_Problem to work on:_
Beginning at the first line of the data, print each line exactly, stopping after the line that contains "Eq, Serialize, Deserialize)]".

_Data:_
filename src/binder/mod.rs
pub mod binder;
pub mod events;
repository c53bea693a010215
pub mod logger;
pub mod trace;
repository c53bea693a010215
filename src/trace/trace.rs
use serde::{Deserialize, Serialize};
use std::time::{SystemTime, UNIX_EPOCH};

use crate::dom::node::NodeId;
use crate::path::resolver::PathKey;

#[derive(Debug, Clone, Copy, PartialEq, Eq, Serialize, Deserialize)]
#[serde(rename_all = "snake_case")]
pub enum TraceAction {
    Bind,
    Rebind,
    Restore,
    Capture,
    ToggleOff,
    Clear,
    Remove,
    Skip,
    Unbind,
    Inert,
}

#[derive(Debug, Clone, Serialize)]
pub struct TraceEvent {
    pub timestamp_ms: u128,
    pub action: TraceAction,

    pub field: Option<usize>,
    pub key: Option<String>,
    pub event: Option<String>,
    pub detail: Option<String>,
}

impl TraceEvent {
    pub fn now(action: TraceAction) -> Self {
        Self {
            timestamp_ms: SystemTime::now()
                .duration_since(UNIX_EPOCH)
                .map(|d| d.as_millis())
                .unwrap_or_default(),
            action,
            field: None,
            key: None,
            event: None,
            detail: None,
        }
    }

    pub fn with_field(mut self, field: NodeId) -> Self {
        self.field = Some(field.0);
        self
    }

    pub fn with_key(mut self, key: &PathKey) -> Self {
        self.key = Some(key.to_string());
        self
    }

    pub fn with_event(mut self, event: impl ToString) -> Self {
        self.event = Some(event.to_string());
        self
    }

    pub fn with_detail(mut self, detail: impl ToString) -> Self {
        self.detail = Some(detail.to_string());
        self
    }
}
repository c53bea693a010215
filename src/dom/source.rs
use crate::dom::snapshot::DocumentSnapshot;
use crate::error::GarlicError;

/// Load a document snapshot from a local JSON file or an `http(s)://` URL.
pub fn load_snapshot(source: &str) -> Result<DocumentSnapshot, GarlicError> {
    if source.starts_with("http://") || source.starts_with("https://") {
        fetch_snapshot(source)
    } else {
        let json = std::fs::read_to_string(source).map_err(|e| GarlicError::DocumentRead {
            path: source.to_string(),
            source: e,
        })?;
        DocumentSnapshot::from_json(&json)
    }
}

fn fetch_snapshot(url: &str) -> Result<DocumentSnapshot, GarlicError> {
    let fetch_err = |e| GarlicError::DocumentFetch {
        url: url.to_string(),
        source: e,
    };

    let client = reqwest::blocking::Client::new();
    let response = client
        .get(url)
        .send()
        .and_then(|r| r.error_for_status())
        .map_err(fetch_err)?;

    response.json::<DocumentSnapshot>().map_err(fetch_err)
}
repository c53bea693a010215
use crate::script::script_model::{AssertionSpec, ReplayResult};

// ============================================================================
// Console reporter — formatted terminal output
// ============================================================================

/// Format a replay result for terminal output.
///
/// ```text
/// ✗ FAIL  Signup draft (6 steps, 3 assertions)
///     [FAIL] Step 4: Stored — expected stored "a@b.com", found None
///
/// === Results: 2 passed, 1 failed ===
/// ```
pub fn format_console_report(result: &ReplayResult) -> String {
    let mut out = String::new();

    let marker = if result.passed {
        "\u{2713} PASS"
    } else {
        "\u{2717} FAIL"
    };

    out.push_str(&format!(
        "{}  {} ({} steps, {} assertions)\n",
        marker,
        result.script_name,
        result.steps_run,
        result.assertion_results.len()
    ));

    if let Some(ref error) = result.error {
        out.push_str(&format!("    [ERROR] {}\n", error));
    }

    for ar in result.assertion_results.iter().filter(|ar| !ar.passed) {
        let detail = ar.message.as_deref().unwrap_or("assertion failed");
        out.push_str(&format!(
            "    [FAIL] Step {}: {} — {}\n",
            ar.step_index,
            assertion_name(&ar.spec),
            detail
        ));
    }

    let passed = result.assertion_results.iter().filter(|a| a.passed).count();
    let failed = result.assertion_results.len() - passed;
    out.push_str(&format!(
        "\n=== Results: {} passed, {} failed ===\n",
        passed, failed
    ));

    out
}

fn assertion_name(spec: &AssertionSpec) -> &'static str {
    match spec {
        AssertionSpec::Stored { .. } => "Stored",
        AssertionSpec::NotStored { .. } => "NotStored",
        AssertionSpec::Value { .. } => "Value",
        AssertionSpec::Checked { .. } => "Checked",
        AssertionSpec::Key { .. } => "Key",
        AssertionSpec::StoreSize { .. } => "StoreSize",
    }
}
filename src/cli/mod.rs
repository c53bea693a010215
pub mod commands;
pub mod config;
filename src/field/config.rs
use serde::{Deserialize, Serialize};

use crate::dom::document::Document;
use crate::dom::node::NodeId;

pub const DEFAULT_INPUTS: &str =
    "input[type=text], input[type=radio], input[type=checkbox], textarea, select";

pub const DEFAULT_EVENTS: [&str; 7] = [
    "DOMAttrModified",
    "textInput",
    "input",
    "change",
    "keypress",
    "paste",
    "focus",
];

/// Events on the enclosing form that erase persisted values.
pub const DESTROY_EVENTS: [&str; 2] = ["submit", "reset"];

/// Marker attribute picked up by the document-ready auto-bind.
pub const PERSIST_ATTR: &str = "data-persist";
pub const PERSIST_VALUE: &str = "garlic";

// ============================================================================
// Caller-supplied / declarative options (every key optional)
// ============================================================================

/// One configuration layer. Unset keys fall through to lower layers.
#[derive(Debug, Clone, Default, Serialize, Deserialize, PartialEq)]
pub struct GarlicOptions {
    #[serde(default, skip_serializing_if = "Option::is_none")]
    pub debug: Option<bool>,

    /// Selector of eligible fields inside a bound form
    #[serde(default, skip_serializing_if = "Option::is_none")]
    pub inputs: Option<String>,

    /// Events that trigger a capture
    #[serde(default, skip_serializing_if = "Option::is_none")]
    pub events: Option<Vec<String>>,

    /// Erase persisted values on form submit/reset
    #[serde(default, skip_serializing_if = "Option::is_none")]
    pub destroy: Option<bool>,

    /// `Some(false)` opts a field out of persistence
    #[serde(default, skip_serializing_if = "Option::is_none")]
    pub storage: Option<bool>,
}

impl GarlicOptions {
    /// Read the recognized `data-*` attributes of a node.
    ///
    /// | attribute      | key       |
    /// |----------------|-----------|
    /// | `data-debug`   | `debug`   |
    /// | `data-inputs`  | `inputs`  |
    /// | `data-events`  | `events`  (whitespace or comma separated) |
    /// | `data-destroy` | `destroy` |
    /// | `data-storage` | `storage` |
    pub fn from_attributes(doc: &Document, id: NodeId) -> Self {
        GarlicOptions {
            debug: doc.attr(id, "data-debug").and_then(parse_bool),
            inputs: doc
                .attr(id, "data-inputs")
                .map(str::trim)
                .filter(|s| !s.is_empty())
                .map(String::from),
            events: doc
                .attr(id, "data-events")
                .map(parse_event_list)
                .filter(|e| !e.is_empty()),
            destroy: doc.attr(id, "data-destroy").and_then(parse_bool),
            storage: doc.attr(id, "data-storage").and_then(parse_bool),
        }
    }

    /// Layer `higher` over `self`: keys set in `higher` win.
    pub fn overlay(&self, higher: &GarlicOptions) -> GarlicOptions {
        GarlicOptions {
            debug: higher.debug.or(self.debug),
            inputs: higher.inputs.clone().or_else(|| self.inputs.clone()),
            events: higher.events.clone().or_else(|| self.events.clone()),
            destroy: higher.destroy.or(self.destroy),
            storage: higher.storage.or(self.storage),
        }
    }
}

// ============================================================================
// Effective per-field configuration
// ============================================================================

#[derive(Debug, Clone, PartialEq)]
pub struct FieldConfig {
    pub debug: bool,
    pub inputs: String,
    pub events: Vec<String>,
    pub destroy: bool,
    pub opt_out: bool,
}

impl Default for FieldConfig {
    fn default() -> Self {
        FieldConfig {
            debug: true,
            inputs: DEFAULT_INPUTS.to_string(),
            events: DEFAULT_EVENTS.iter().map(|e| e.to_string()).collect(),
            destroy: true,
            opt_out: false,
        }
    }
}

impl FieldConfig {
    /// Resolve a stack of layers over the defaults, lowest precedence first:
    /// `[call-site options, root attributes, field attributes]`.
    pub fn merge(layers: &[&GarlicOptions]) -> FieldConfig {
        let merged = layers
            .iter()
            .fold(GarlicOptions::default(), |acc, layer| acc.overlay(layer));
        FieldConfig::from_options(&merged)
    }

    pub fn from_options(options: &GarlicOptions) -> FieldConfig {
        let defaults = FieldConfig::default();
        FieldConfig {
            debug: options.debug.unwrap_or(defaults.debug),
            inputs: options.inputs.clone().unwrap_or(defaults.inputs),
            events: options.events.clone().unwrap_or(defaults.events),
            destroy: options.destroy.unwrap_or(defaults.destroy),
            opt_out: options.storage == Some(false),
        }
    }
}

fn parse_bool(raw: &str) -> Option<bool> {
    match raw.trim().to_lowercase().as_str() {
        "" | "true" | "1" | "yes" | "on" => Some(true),
        "false" | "0" | "no" | "off" => Some(false),
        _ => None,
    }
}

fn parse_event_list(raw: &str) -> Vec<String> {
    raw.split(|c: char| c.is_whitespace() || c == ',')
        .filter(|s| !s.is_empty())
        .map(String::from)
        .collect()
}

#[cfg(test)]
mod tests {
    use super::*;

    #[test]
    fn parse_bool_accepts_common_spellings() {
        assert_eq!(parse_bool("false"), Some(false));
        assert_eq!(parse_bool(" FALSE "), Some(false));
        assert_eq!(parse_bool("0"), Some(false));
        assert_eq!(parse_bool(""), Some(true));
        assert_eq!(parse_bool("maybe"), None);
    }

    #[test]
    fn parse_event_list_splits_on_space_and_comma() {
        assert_eq!(
            parse_event_list("input, change  keyup"),
            vec!["input", "change", "keyup"]
        );
        assert!(parse_event_list(" , ").is_empty());
    }
}
use serde::{Deserialize, Serialize};

use crate::field::config::GarlicOptions;
use crate::field::controller::ControllerMethod;

/// A replay script: user interactions and page loads against one document,
/// with assertions on fields and on the store.
#[derive(Debug, Clone, Serialize, Deserialize, PartialEq)]
pub struct ReplayScript {
    /// Human-readable name for this script
    pub name: String,

    /// Ordered list of steps to execute
    pub steps: Vec<ReplayStep>,
}

/// Node references are selectors that must match exactly one node.
#[derive(Debug, Clone, Serialize, Deserialize, PartialEq)]
#[serde(tag = "action", rename_all = "snake_case")]
pub enum ReplayStep {
    /// Bind a form or field; without a selector, run the document-ready auto-bind
    Bind {
        #[serde(default)]
        selector: Option<String>,
        #[serde(default)]
        options: GarlicOptions,
    },

    /// Type a value into a field, then fire `event` on it
    Input {
        selector: String,
        value: String,
        #[serde(default = "default_input_event")]
        event: String,
    },

    /// Set a checkable field's checked state, then fire `event` on it
    Check {
        selector: String,
        #[serde(default = "default_true")]
        checked: bool,
        #[serde(default = "default_change_event")]
        event: String,
    },

    /// Fire an event on a node (e.g. `submit` on a form)
    Dispatch {
        selector: String,
        event: String,
    },

    /// Run a controller method on a bound field
    Invoke {
        selector: String,
        method: ControllerMethod,
    },

    /// Load the page again from its snapshot and replay earlier bind steps
    Reload,

    /// Run assertions against the current document and store
    Assert {
        assertions: Vec<AssertionSpec>,
    },
}

fn default_input_event() -> String { "input".to_string() }
fn default_change_event() -> String { "change".to_string() }
fn default_true() -> bool { true }

#[derive(Debug, Clone, Serialize, Deserialize, PartialEq)]
#[serde(tag = "type", rename_all = "snake_case")]
pub enum AssertionSpec {
    /// The field's entry holds exactly `expected`
    Stored { selector: String, expected: String },

    /// The field has no entry
    NotStored { selector: String },

    /// The field's current value
    Value { selector: String, expected: String },

    /// The field's checked state
    Checked { selector: String, expected: bool },

    /// The field resolves to this key
    Key { selector: String, expected: String },

    /// Number of entries under the namespace marker
    StoreSize { expected: usize },
}

#[derive(Debug, Clone, Serialize, Deserialize, PartialEq)]
pub struct AssertionResult {
    /// Which step this assertion belongs to (0-indexed)
    pub step_index: usize,

    pub spec: AssertionSpec,

    pub passed: bool,

    /// Actual value found (for debugging failed assertions)
    pub actual: Option<String>,

    /// Human-readable failure message
    pub message: Option<String>,
}

#[derive(Debug, Clone, Serialize, Deserialize)]
pub struct ReplayResult {
    pub script_name: String,

    /// Whether all steps ran and all assertions passed
    pub passed: bool,

    pub steps_run: usize,

    pub assertion_results: Vec<AssertionResult>,

    /// Error message if a step could not be executed
    pub error: Option<String>,
}

impl ReplayScript {
    pub fn from_yaml(yaml: &str) -> Result<Self, crate::error::GarlicError> {
        serde_yaml::from_str(yaml).map_err(|e| crate::error::GarlicError::YamlParse {
            context: "replay script".into(),
            source: e,
        })
    }
}
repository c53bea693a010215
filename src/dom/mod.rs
pub mod document;
pub mod node;
pub mod selector;
pub mod snapshot;
pub mod source;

_Answer to the exercise:_
filename src/binder/mod.rs
pub mod binder;
pub mod events;
repository c53bea693a010215
pub mod logger;
pub mod trace;
repository c53bea693a010215
filename src/trace/trace.rs
use serde::{Deserialize, Serialize};
use std::time::{SystemTime, UNIX_EPOCH};

use crate::dom::node::NodeId;
use crate::path::resolver::PathKey;

#[derive(Debug, Clone, Copy, PartialEq, Eq, Serialize, Deserialize)]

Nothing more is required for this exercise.